(Collected data)

========

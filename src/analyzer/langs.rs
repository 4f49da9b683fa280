//! Language counting via a pruned recursive walk + extension table
//! (spec.md §4.4 "Language counting").
use super::types::LanguageInfo;
use std::collections::HashMap;
use std::path::Path;

/// Directories pruned during the walk, by base name (or `.`-prefix, handled
/// separately). Matches spec.md §4.4.
const SKIP_DIRS: &[&str] = &[
    ".git",
    "node_modules",
    "vendor",
    "__pycache__",
    ".idea",
    ".vscode",
    "target",
    "build",
    "dist",
    "bin",
    ".next",
    ".nuxt",
];

/// Extension → language name. ~50 entries per spec.md §4.4.
const EXTENSIONS: &[(&str, &str)] = &[
    ("go", "Go"),
    ("rs", "Rust"),
    ("py", "Python"),
    ("rb", "Ruby"),
    ("php", "PHP"),
    ("java", "Java"),
    ("kt", "Kotlin"),
    ("kts", "Kotlin"),
    ("cs", "C#"),
    ("c", "C"),
    ("h", "C"),
    ("cpp", "C++"),
    ("cc", "C++"),
    ("cxx", "C++"),
    ("hpp", "C++"),
    ("js", "JavaScript"),
    ("mjs", "JavaScript"),
    ("cjs", "JavaScript"),
    ("jsx", "JavaScript"),
    ("ts", "TypeScript"),
    ("tsx", "TypeScript"),
    ("swift", "Swift"),
    ("m", "Objective-C"),
    ("mm", "Objective-C++"),
    ("scala", "Scala"),
    ("clj", "Clojure"),
    ("cljs", "Clojure"),
    ("ex", "Elixir"),
    ("exs", "Elixir"),
    ("erl", "Erlang"),
    ("hs", "Haskell"),
    ("lua", "Lua"),
    ("pl", "Perl"),
    ("pm", "Perl"),
    ("sh", "Shell"),
    ("bash", "Shell"),
    ("zsh", "Shell"),
    ("ps1", "PowerShell"),
    ("sql", "SQL"),
    ("html", "HTML"),
    ("htm", "HTML"),
    ("css", "CSS"),
    ("scss", "SCSS"),
    ("sass", "Sass"),
    ("less", "Less"),
    ("vue", "Vue"),
    ("svelte", "Svelte"),
    ("md", "Markdown"),
    ("mdx", "Markdown"),
    ("json", "JSON"),
    ("yaml", "YAML"),
    ("yml", "YAML"),
    ("toml", "TOML"),
    ("xml", "XML"),
    ("proto", "Protocol Buffers"),
    ("dart", "Dart"),
    ("r", "R"),
    ("jl", "Julia"),
    ("zig", "Zig"),
    ("nim", "Nim"),
    ("ml", "OCaml"),
    ("fs", "F#"),
    ("fsx", "F#"),
];

fn language_for_extension(ext: &str) -> Option<&'static str> {
    EXTENSIONS
        .iter()
        .find(|(e, _)| e.eq_ignore_ascii_case(ext))
        .map(|(_, lang)| *lang)
}

/// Counts files per language under `root`, pruning the default ignore set
/// and dotfiles/dotdirs. Returned list is sorted descending by file count,
/// ties broken by language name (stable per spec.md §4.4).
///
/// Note: per spec.md §9 open question, `*_test.go` and similar test files
/// are counted as ordinary source — not special-cased — matching existing
/// behavior in the system this crate is modeled on.
pub fn count_languages(root: &Path) -> Vec<LanguageInfo> {
    let mut counts: HashMap<&'static str, usize> = HashMap::new();
    let mut extensions: HashMap<&'static str, std::collections::BTreeSet<String>> =
        HashMap::new();
    walk(root, &mut counts, &mut extensions);

    let mut result: Vec<LanguageInfo> = counts
        .into_iter()
        .map(|(name, file_count)| LanguageInfo {
            name: name.to_string(),
            file_count,
            extensions: extensions
                .remove(name)
                .map(|set| set.into_iter().collect())
                .unwrap_or_default(),
        })
        .collect();

    result.sort_by(|a, b| b.file_count.cmp(&a.file_count).then_with(|| a.name.cmp(&b.name)));
    result
}

fn walk(
    dir: &Path,
    counts: &mut HashMap<&'static str, usize>,
    extensions: &mut HashMap<&'static str, std::collections::BTreeSet<String>>,
) {
    let Ok(entries) = std::fs::read_dir(dir) else {
        return;
    };
    for entry in entries.filter_map(|e| e.ok()) {
        let name = entry.file_name();
        let name_str = name.to_string_lossy();
        if name_str.starts_with('.') || SKIP_DIRS.contains(&name_str.as_ref()) {
            continue;
        }
        let path = entry.path();
        let Ok(file_type) = entry.file_type() else {
            continue;
        };
        if file_type.is_dir() {
            walk(&path, counts, extensions);
        } else if file_type.is_file() {
            if let Some(ext) = path.extension().and_then(|e| e.to_str()) {
                if let Some(lang) = language_for_extension(ext) {
                    *counts.entry(lang).or_insert(0) += 1;
                    extensions
                        .entry(lang)
                        .or_default()
                        .insert(ext.to_ascii_lowercase());
                }
            }
        }
    }
}

#[cfg(test)]
mod tests {
    use super::*;
    use std::fs;

    #[test]
    fn counts_and_sorts_descending() {
        let dir = tempfile::tempdir().unwrap();
        for name in ["main.go", "lib.go", "handler.go", "index.js", "README.md", "config.yaml"] {
            fs::write(dir.path().join(name), "").unwrap();
        }
        let langs = count_languages(dir.path());
        assert_eq!(langs[0].name, "Go");
        assert_eq!(langs[0].file_count, 3);
        assert!(langs.iter().any(|l| l.name == "JavaScript" && l.file_count == 1));
        assert!(langs.iter().any(|l| l.name == "Markdown" && l.file_count == 1));
        assert!(langs.iter().any(|l| l.name == "YAML" && l.file_count == 1));
    }

    #[test]
    fn skips_ignored_directories() {
        let dir = tempfile::tempdir().unwrap();
        fs::create_dir_all(dir.path().join("node_modules")).unwrap();
        fs::write(dir.path().join("node_modules/vendored.js"), "").unwrap();
        fs::write(dir.path().join("app.js"), "").unwrap();
        let langs = count_languages(dir.path());
        let js = langs.iter().find(|l| l.name == "JavaScript").unwrap();
        assert_eq!(js.file_count, 1);
    }
}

========

Tally the lines above with "static", please; number only.

5